I know that I really shouldn’t comment on this research without reading the actual journal article but that hasn’t been published yet and I can’t resist jumping into the fray. Is there a fray? Not really. I just keep seeing people retweeting this and everyone seems all excited about the possibility of these individualized and I need to put a little rain on the parade.
The article starts off sounding great. Who doesn’t want a bespoke diet? Considering the number of people who have asked me as a dietitian to “just tell me what to eat” I think that most people want someone to hand them a nice little meal plan. Of course, most meal plans would be “bespoke” in a sense as any professional worth their credentials is going to tailor the menu to the client. But, I’m not here to quibble about what exactly makes a meal plan bespoke.
So, apparently the researchers looked at how different people react (in terms of blood sugar) to the consumption of different foods. They found a wide range of responses and linked those responses to the types of gut microbes residing in the participants digestive tracts. Then in another study (of only 20 participants) each participants was given a unique diet to control blood sugar and one that was designed to increase blood sugar. Unfortunately, the diets aren’t described in the article so it’s hard to say how much they differed for each participant. There’s also no explanation as to how this ties in to the earlier research looking at the microbiome. In a shocking turn of events, on the diets designed to control blood sugar some (again the article doesn’t indicate how many) participants blood sugar levels returned to normal. On the “bad” diets they had blood sugar spikes that “would be described as glucose intolerant” according to one of the researchers. Essentially, they exhibited diabetes or similar conditions.

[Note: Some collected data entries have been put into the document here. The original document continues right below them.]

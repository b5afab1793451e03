//! services/api/src/web/protocol.rs
//!
//! Defines the WebSocket message protocol between the notes screen in the
//! browser and the API server.

use chrono::{DateTime, Utc};
use serde::{Deserialize, Serialize};
use study_notes_core::{CatalogView, Identity, NoteCard, ScreenError};
use uuid::Uuid;

//=========================================================================================
// Messages Sent FROM the Client (Browser) TO the Server
//=========================================================================================
// NOTE: The bytes of a file being uploaded are sent as raw Binary frames between
// `begin_upload` and `finish_upload`, not as part of this enum.
//=========================================================================================

/// Represents the structured text messages a client can send to the server.
#[derive(Deserialize, Debug)]
#[serde(tag = "type", rename_all = "snake_case")]
pub enum ClientMessage {
    SignIn {
        email: String,
        password: String,
    },
    SignUp {
        email: String,
        password: String,
        #[serde(default)]
        display_name: Option<String>,
    },
    SignOut,

    /// Selects one of the offered categories by label, e.g. `"Biology"`.
    SelectCategory { category: String },
    Search { term: String },
    /// Re-fetches the note list.
    Refresh,

    ToggleFavorite { note_id: Uuid },

    /// Announces a file. Its bytes follow as binary frames.
    BeginUpload {
        title: String,
        subject: String,
        file_name: String,
        #[serde(default)]
        content_type: Option<String>,
    },
    /// Submits the announced file with its metadata.
    FinishUpload,
    /// Discards the announced file.
    CancelUpload,

    /// Deletes a note shown in the current list. Its file is located from the
    /// stored row, never from the client.
    DeleteNote {
        id: Uuid,
        /// The answer to the confirmation prompt.
        confirmed: bool,
    },
}

//=========================================================================================
// Messages Sent FROM the Server TO the Client (Browser)
//=========================================================================================

/// Represents the structured text messages the server can send to the client.
#[derive(Serialize, Debug, Clone, PartialEq)]
#[serde(tag = "type", rename_all = "snake_case")]
pub enum ServerMessage {
    /// The full screen state. Sent on connect and after every change.
    View(ViewPayload),

    /// Reports a failed action. The screen stays usable.
    Error { kind: String, message: String },

    /// The account was created; a verification link has been issued.
    SignUpPending { email: String },

    UploadStarted { file_name: String },
    Uploaded { note_id: Uuid, title: String },

    FavoriteToggled { note_id: Uuid, is_favorite: bool },

    Deleted { note_id: Uuid },
    DeleteCancelled { note_id: Uuid },
}

impl ServerMessage {
    pub fn error(kind: &str, message: impl Into<String>) -> Self {
        ServerMessage::Error {
            kind: kind.to_string(),
            message: message.into(),
        }
    }
}

impl From<&ScreenError> for ServerMessage {
    fn from(e: &ScreenError) -> Self {
        ServerMessage::error(e.kind(), e.to_string())
    }
}

#[derive(Serialize, Debug, Clone, PartialEq)]
pub struct ViewerPayload {
    pub user_id: Uuid,
    pub email: String,
    pub role: String,
}

#[derive(Serialize, Debug, Clone, PartialEq)]
pub struct CardPayload {
    pub id: Uuid,
    pub title: String,
    pub subject: String,
    pub file_url: String,
    pub created_at: DateTime<Utc>,
    pub is_favorite: bool,
}

#[derive(Serialize, Debug, Clone, PartialEq)]
pub struct ViewPayload {
    pub viewer: Option<ViewerPayload>,
    pub categories: Vec<String>,
    pub category: String,
    pub search_term: String,
    pub busy: bool,
    pub can_manage: bool,
    pub total_notes: usize,
    pub notes: Vec<CardPayload>,
}

impl From<&Identity> for ViewerPayload {
    fn from(identity: &Identity) -> Self {
        Self {
            user_id: identity.user_id,
            email: identity.email.clone(),
            role: identity.role.to_string(),
        }
    }
}

impl From<&NoteCard> for CardPayload {
    fn from(card: &NoteCard) -> Self {
        Self {
            id: card.note.id,
            title: card.note.title.clone(),
            subject: card.note.subject.clone(),
            file_url: card.note.file_url.clone(),
            created_at: card.note.created_at,
            is_favorite: card.is_favorite,
        }
    }
}

impl From<&CatalogView> for ViewPayload {
    fn from(view: &CatalogView) -> Self {
        Self {
            viewer: view.viewer.as_ref().map(ViewerPayload::from),
            categories: view.categories.iter().map(|c| c.to_string()).collect(),
            category: view.category.to_string(),
            search_term: view.search_term.clone(),
            busy: view.busy,
            can_manage: view.can_manage,
            total_notes: view.total_notes,
            notes: view.cards.iter().map(CardPayload::from).collect(),
        }
    }
}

The article then goes on to say that this research somehow shows that calories aren’t the only player when it comes to weight loss. What? I thought the research was looking at blood glucose levels. There was no mention of weight change in participants. While I certainly agree that there are many other factors at play, in addition to calorie consumption when it comes to weight management, I fail to see how this research examined this issue at all.
What makes me a little more leery about this study is that the researcher says it’s surprising that ice cream (for example) doesn’t cause huge blood sugar spikes, and that buttered bread has less impact on blood glucose than unbuttered bread. Have these people not heard of glycemic load before? Of course blood glucose responses are going to be mitigated when high carbohydrate foods are consumed with fat or protein. That’s why it’s important to look at how people are consuming foods rather than examining the effect of specific foods in isolation.
I’m trying to withhold full judgement until the research is published. I think that the human microbiome is a fascinating emerging area of research. However, on the basis of this article all I’m envisioning are more scam diet books urging people to eat for their microbes.